OPEN THREAD 20200420

This is the daily OPEN THREAD for today.

Our purpose is the utter destruction of the criminal CCP.

Anything can be posted on this thread – we have free speech.

That said, everybody else does, too.

And we do have a rule.

Don’t get in front of our weapons.

W

18 thoughts on “OPEN THREAD 20200420

  1. A Scotsman phones a dentist to enquire about the cost of a tooth extraction.

    “85 pounds for an extraction, sir” the dentist replied.

    “85 quid! Huv ye no’got anythin’ cheaper?”

    “That’s the normal charge,” said the dentist.

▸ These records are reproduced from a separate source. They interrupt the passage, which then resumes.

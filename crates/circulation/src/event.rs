//! Circulation events and the sinks that record them.
//!
//! Every counter change on a license pool is reported as one
//! [`CirculationEvent`]. Recording is best-effort: [`emit`] logs a sink
//! failure and carries on, so analytics never hold up circulation.

use crate::error::{Error, ErrorKind, Result};
use shelf_catalog::models::PoolId;
use std::fmt::{Display, Formatter, Result as FmtResult};
use std::str::FromStr;
use std::sync::Mutex;
use time::UtcDateTime;
use tracing::{info, warn};

#[derive(Debug, Clone, Copy, PartialEq, Eq, Hash)]
pub enum EventKind {
    HoldPlaced,
    HoldReleased,
    CheckedIn,
    CheckedOut,
    LicenseAdded,
    LicenseRemoved,
    /// A copy is being held for the next patron in the queue.
    AvailabilityNotify,
}
impl EventKind {
    pub fn as_str(&self) -> &'static str {
        match self {
            Self::HoldPlaced => "hold_placed",
            Self::HoldReleased => "hold_released",
            Self::CheckedIn => "checked_in",
            Self::CheckedOut => "checked_out",
            Self::LicenseAdded => "license_added",
            Self::LicenseRemoved => "license_removed",
            Self::AvailabilityNotify => "availability_notify",
        }
    }
}
impl FromStr for EventKind {
    type Err = Error;
    fn from_str(s: &str) -> std::result::Result<Self, Self::Err> {
        Ok(match s.trim().to_lowercase().replace(['-', ' '], "_").as_str() {
            "hold_placed" | "hold_place" => Self::HoldPlaced,
            "hold_released" | "hold_release" => Self::HoldReleased,
            "checked_in" | "checkin" => Self::CheckedIn,
            "checked_out" | "checkout" => Self::CheckedOut,
            "license_added" | "license_add" => Self::LicenseAdded,
            "license_removed" | "license_remove" => Self::LicenseRemoved,
            "availability_notify" => Self::AvailabilityNotify,
            _ => exn::bail!(ErrorKind::ParseError {
                field: "event kind",
                value: s.to_string(),
            }),
        })
    }
}
impl Display for EventKind {
    fn fmt(&self, f: &mut Formatter<'_>) -> FmtResult {
        write!(f, "{}", self.as_str())
    }
}

/// One observed change to a license pool's counters.
#[derive(Debug, Clone, PartialEq, Eq)]
pub struct CirculationEvent {
    /// The collection the pool belongs to
    pub scope: String,
    pub pool: PoolId,
    pub kind: EventKind,
    pub at: UtcDateTime,
    /// Counter value before the change, if known
    pub old: Option<u32>,
    /// Counter value after the change, if known
    pub new: Option<u32>,
}

/// Somewhere circulation events are recorded.
pub trait EventSink {
    fn record(&self, event: &CirculationEvent) -> Result<()>;
}

/// Records an event, logging and swallowing any sink failure.
pub fn emit(sink: &dyn EventSink, event: CirculationEvent) {
    if let Err(e) = sink.record(&event) {
        warn!(pool = %event.pool, kind = %event.kind, error = ?e, "failed to record circulation event");
    }
}

/// Writes every event to the log at info level.
#[derive(Debug, Clone, Copy, Default)]
pub struct TracingSink;
impl EventSink for TracingSink {
    fn record(&self, event: &CirculationEvent) -> Result<()> {
        info!(
            scope = %event.scope,
            pool = %event.pool,
            kind = %event.kind,
            old = ?event.old,
            new = ?event.new,
            "circulation event"
        );
        Ok(())
    }
}

/// Keeps events in memory until they are drained (e.g. to be persisted
/// alongside the catalog changes they belong to).
#[derive(Debug, Default)]
pub struct BufferedSink {
    events: Mutex<Vec<CirculationEvent>>,
}
impl BufferedSink {
    pub fn new() -> Self {
        Self::default()
    }

    pub fn drain(&self) -> Vec<CirculationEvent> {
        match self.events.lock() {
            Ok(mut events) => std::mem::take(&mut *events),
            Err(poisoned) => std::mem::take(&mut *poisoned.into_inner()),
        }
    }

    pub fn len(&self) -> usize {
        self.events.lock().map(|events| events.len()).unwrap_or_default()
    }

    pub fn is_empty(&self) -> bool {
        self.len() == 0
    }
}
impl EventSink for BufferedSink {
    fn record(&self, event: &CirculationEvent) -> Result<()> {
        let Ok(mut events) = self.events.lock() else {
            exn::bail!(ErrorKind::Sink);
        };
        events.push(event.clone());
        Ok(())
    }
}

/// A sink that rejects everything.
#[cfg(test)]
#[derive(Debug, Clone, Copy, Default)]
pub struct FailingSink;
#[cfg(test)]
impl EventSink for FailingSink {
    fn record(&self, _event: &CirculationEvent) -> Result<()> {
        exn::bail!(ErrorKind::Sink)
    }
}

#[cfg(test)]
mod tests {
    use super::*;
    use rstest::rstest;

    fn event(kind: EventKind) -> CirculationEvent {
        CirculationEvent {
            scope: "main".to_string(),
            pool: PoolId::new(1),
            kind,
            at: UtcDateTime::now(),
            old: Some(0),
            new: Some(1),
        }
    }

    #[rstest]
    #[case("hold_placed", EventKind::HoldPlaced)]
    #[case("Hold Release", EventKind::HoldReleased)]
    #[case("checkin", EventKind::CheckedIn)]
    #[case("checked-out", EventKind::CheckedOut)]
    #[case("availability_notify", EventKind::AvailabilityNotify)]
    fn parses_kind(#[case] input: &str, #[case] expected: EventKind) {
        assert_eq!(input.parse::<EventKind>().unwrap(), expected);
    }

    #[test]
    fn buffered_sink_drains() {
        let sink = BufferedSink::new();
        emit(&sink, event(EventKind::CheckedIn));
        emit(&sink, event(EventKind::CheckedOut));
        assert_eq!(sink.len(), 2);
        let events = sink.drain();
        assert_eq!(events[0].kind, EventKind::CheckedIn);
        assert!(sink.is_empty());
    }

    #[test]
    fn failures_are_swallowed() {
        // Must not panic or propagate.
        emit(&FailingSink, event(EventKind::LicenseAdded));
        assert!(FailingSink.record(&event(EventKind::LicenseAdded)).is_err());
    }
}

    “Whit aboot if ye didnae use any anaesthetic?”

    “That’s unusual, sir, but I could do it and would knock 15 pounds off.”

    “Whit aboot if ye used one of your dentist trainees and still without any anaesthetic?”

    “I can’t guarantee their professionalism and it’ll be painful. But the price could drop by 20 pounds.”

    “How aboot if ye make it a trainin’ session, ave yer student do the extraction with the other students watchin’ and learnin’?”

    “It’ll be good for the students”, mulled the dentist. “I’ll charge you 5 pounds but it will be traumatic.”

    “Och, now yer talkin’ laddie! It’s a deal,” said the Scotsman. “Can ye confirm an appointment for the wife next Tuesday then?”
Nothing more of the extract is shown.